EC: Can you describe your process of sourcing your material in Scotland?
BD: [Speaking directly into the recorder] IN-TER-NET.
EC: [Laughs] Ah, I expected a romantic narrative about discovering the landscape!
BD: That’s the thing – there’s been no travel, actually. There’s been no direct experience of the landscape on the Scottish side.
AT: In Sicily, there was.
EC: Can we rewind and talk about that moment of discovery? At what point did you think about using volcanic ash as material?

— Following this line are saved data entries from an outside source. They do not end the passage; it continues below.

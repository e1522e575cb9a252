use super::create::{ensure_connection_secret, wants_connection_secret};
use super::BucketContext;
use crate::controller::events::LifecycleEvent;
use crate::controller::managed::ErrorHandler;
use crate::controller::pipeline::{debug_logger, Pipeline, Step, StepResult};
use futures::future::BoxFuture;

/// Rewrites the connection secret, e.g. after the user keys were rotated
pub(super) fn pipeline() -> Pipeline<BucketContext> {
    Pipeline::new()
        .with_before_hooks(vec![debug_logger()])
        .with_steps(vec![
            Step::when(
                wants_connection_secret,
                "ensure connection secret",
                ensure_connection_secret,
            ),
            Step::new("emit event", emit_update_event),
        ])
        .with_finalizer(Box::new(ErrorHandler::provisioning("cannot update bucket")))
}

fn emit_update_event(ctx: &mut BucketContext) -> BoxFuture<'_, StepResult> {
    Box::pin(async move {
        ctx.emit(LifecycleEvent::normal(
            "Updated",
            "Bucket connection secret updated",
        ))
        .await;
        Ok(())
    })
}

AT: I come from Sicily, so the Etna volcano was a presence since I was a child and I was always fascinated by it. It’s a beautiful landscape. What is interesting about Etna is that it’s the tallest active volcano in Europe, and every one or two years it erupts. What’s amazing is that when it erupts, the entire island—which is quite big, like the Netherlands in size—is completely covered in lava dust. What is also really beautiful is that when this covering with lava dust takes place, people sweep it up with a broom, and life continues. For me that is really fascinating: how people are so resilient. When there’s a volcano eruption, villages are destroyed but people still want to live there and keep going. There is also a material dimension to our interest. We see the volcano as a mine without miners. The volcano is an entity that throws away material that you just sweep up and just throw into your garden most of the time because it produces really fertile soil. There are a few industries around the volcano. Of course, there is tourism because it’s a really nice place to visit. In winter, people go there to ski. There are some companies that work with basalt to make tiles and sculptures. But there is really nothing else.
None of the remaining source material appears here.